E o câncer nem era o alvo inicial dos pesquisadores do Butantan. A pesquisa começou com a busca de uma propriedade anticoagulante na saliva do carrapato. Quando os testes sobre a capacidade de evitar a coagulação do sangue deram positivo, os cientistas do Butantan perceberam que era hora de estudar os genes expressos na glândula salivar do carrapato e isolar o pedaço do código genético específico para a produção da proteína anticoagulante e, conforme descoberto mais tarde, de capacidade antitumoral.


Patente em Europa e EUA, menos no Brasil


As próximas fases de testes, para estudar possíveis reações em humanos do medicamento biotecnológico, serão financiados pelo BNDES, que dispôs de R$ 15,2 milhões por meio de seu Fundo Tecnológico (Funtec). Será necessário produzir vários lotes da proteína para testes, processo de alto custo pois envolve a manipulação de organismos vivos, como em qualquer medicamento no grupo dos biotecnológicos, já bastante usados para o tratamento de câncer.

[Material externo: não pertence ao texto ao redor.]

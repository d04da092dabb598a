pub mod searchargs;

pub use searchargs::SearchArgs;
use std::ops::{Add, Sub};

mod axial;
mod collection;
mod direction;
mod field;

pub use axial::Axial;
pub use collection::Collection;
pub use direction::Direction;
pub use field::{Field, Perimeter};

/// Represents a point on a hexagonal grid.
pub type Hex = u16;

/// Values that bound the maximum size of a game of Hive.
///
/// The rules of Hive do not specify an upper bound, but
/// one is necessary to achieve an efficient implementation.
pub mod consts
{
    use super::Hex;

    const FACT: Hex = 5;
    const _FACT_FITS: () = assert!(FACT <= 8);

    pub const ROWS: Hex = 2u16.pow(FACT as u32);
    pub const SIZE: Hex = ROWS * ROWS;
    pub const MASK: Hex = SIZE.wrapping_sub(1);

    /// The starting hex of the game, used instead of the origin.
    pub const ROOT: Hex = ROWS / 2 * (ROWS + 1);

    /// The wrapping boundary for two-point conversions.
    pub const WRAP: Hex = ROWS / 2 - 1;
}

use consts::*;

#[inline]
/// Returns the two common neighbours between two adjacent hexes, provided the hexes are actually adjacent.
pub fn common_neighbours(a: Hex, b: Hex) -> Option<(Hex, Hex)>
{
    Direction::to(a, b).map(|direction| (a + direction.clockwise(), a + direction.counterclockwise()))
}

#[inline]
/// Gets the six neighbours of this hex in clockwise order.
pub fn neighbours(h: Hex) -> [Hex; 6]
{
    Direction::all().map(|d| h + d)
}

impl Add<Direction> for Hex
{
    type Output = Hex;

    #[allow(clippy::suspicious_arithmetic_impl)]
    fn add(self, rhs: Direction) -> Self::Output
    {
        MASK & self.wrapping_add(rhs as Hex)
    }
}

impl Sub<Direction> for Hex
{
    type Output = Hex;

    #[allow(clippy::suspicious_arithmetic_impl)]
    fn sub(self, rhs: Direction) -> Self::Output
    {
        MASK & self.wrapping_add(rhs.inverse() as Hex)
    }
}
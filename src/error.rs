pub type Result<T> = anyhow::Result<T, Error>;

#[derive(Clone, Debug, PartialEq, Eq)]
/// Represents an application error in Hivemind.
pub struct Error
{
    pub kind: Kind,
    pub msg:  String,
}

#[derive(Clone, Copy, Debug, PartialEq, Eq)]
pub enum Kind
{
    ConstantContact,
    FreedomToMove,
    GameNotPossible,
    GameNotStarted,
    GameTerminated,
    ImmuneToPillbug,
    InternalError,
    InvalidAddingPiece,
    InvalidAddingPosition,
    InvalidExpansionPiece,
    InvalidMove,
    InvalidMovingPiece,
    InvalidMovingPosition,
    InvalidOption,
    InvalidState,
    InvalidTime,
    IoError,
    LoggerError,
    LogicError,
    MismatchError,
    NotSupportedExpansionPieces,
    OneHivePrinciple,
    ParseError,
    PassNotAllowed,
    PleaseOpenAGithubIssue,
    UnknownPiece,
    UnrecognizedCommand,
}

impl std::fmt::Display for Error
{
    fn fmt(&self, f: &mut std::fmt::Formatter<'_>) -> std::fmt::Result
    {
        write!(f, "{:?}{}{}", self.kind, Error::spacer_no_newline(&self.msg), self.msg)
    }
}

impl From<std::io::Error> for Error
{
    fn from(value: std::io::Error) -> Self
    {
        Error {
            kind: Kind::IoError,
            msg:  value.to_string(),
        }
    }
}

impl From<flexi_logger::FlexiLoggerError> for Error
{
    fn from(value: flexi_logger::FlexiLoggerError) -> Self
    {
        Error {
            kind: Kind::LoggerError,
            msg:  value.to_string(),
        }
    }
}

impl Error
{
    /// Chains an error into an error stack.
    pub fn chain(&self, base: Error) -> Error
    {
        let self_as = &format!("{}", self);
        let msg = format!("{}{}{}", base.msg, Error::spacer(self_as), self_as);
        Error::new(base.kind, msg)
    }

    /// Chains a parse error.
    pub fn chain_parse<T>(&self, s: String) -> Error
    {
        let base = Error::for_parse::<T>(s);
        self.chain(base)
    }

    /// Creates an error with no message.
    pub fn empty(kind: Kind) -> Error
    {
        Error::new(kind, "".into())
    }

    /// Whether this error is fatal or recoverable.
    pub fn fatal(&self) -> bool
    {
        matches!(self.kind, Kind::InternalError | Kind::IoError | Kind::PleaseOpenAGithubIssue)
    }

    /// Creates a parse error for a particular type.
    pub fn for_parse<T>(s: String) -> Error
    {
        let type_name_base = Error::type_name::<T>();
        let err_msg = format!("'{}' is not a valid {}.", s, type_name_base);
        Error::new(Kind::ParseError, err_msg)
    }

    /// Creates a holy shit error, somewhere that I put in error handling but reasonably should never see in "production".
    pub fn holy_shit(err: Error) -> Error
    {
        err.chain(Error::new(Kind::PleaseOpenAGithubIssue, "Something has gone terribly wrong.".into()))
    }

    pub fn mismatch<T: std::fmt::Display>(expected: T, actual: T) -> Error
    {
        let type_name_base = Error::type_name::<T>();
        let err_msg = format!("Mismatched {}s (expected {}, actual {})", type_name_base, expected, actual);
        Error::new(Kind::MismatchError, err_msg)
    }

    /// Creates a new error.
    pub fn new(kind: Kind, msg: String) -> Error
    {
        Error { kind, msg }
    }

    #[deprecated(note = "missing an implementation here")]
    /// A placeholder error for incomplete features.
    pub fn not_implemented() -> Error
    {
        Error::new(Kind::InternalError, "Not implemented.".into())
    }

    /// Gives the message changing spacer for the given string.
    fn spacer(s: &str) -> &'static str
    {
        if s.is_empty()
        {
            ""
        }
        else
        {
            "\n\tdue to "
        }
    }

    /// An inline spacer.
    fn spacer_no_newline(s: &str) -> &'static str
    {
        if s.is_empty()
        {
            ""
        }
        else
        {
            ": "
        }
    }

    /// Computes the basename for the parameterized type.
    pub fn type_name<T>() -> &'static str
    {
        let type_name = std::any::type_name::<T>();
        let type_name_base = type_name.split("::").last().unwrap_or(type_name);
        type_name_base
    }
}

A patente licenciada pela União Química já foi registrada no Instituto de Propriedade Industrial (INPI), devido ao grande potencial terapêutico da molécula. A pesquisa também está protegida pelo Patent Cooperation Teaty (PCT), e a expectativa é de que o medicamento seja totalmente produzido no Brasil.
- As fases de testes clínicos geralmente são longas e podem durar mais alguns anos. Estamos com expectativas muito boas em relação a esta pesquisa. Sobre as patentes, já conseguimos registrá-las em outros países, mas aqui no Brasil o processo é burocrático e lento - diz Ronaldo Valentini, diretor da farmacêutica brasileira que financia parte do projeto.


Conforme declarou Valentini, a substância ainda não tem patente no Instituto Nacional de Propriedade Industrial. Segundo a empresa, o remédio obteve registro em cinco países, inclusive China e Estados Unidos, além da UE.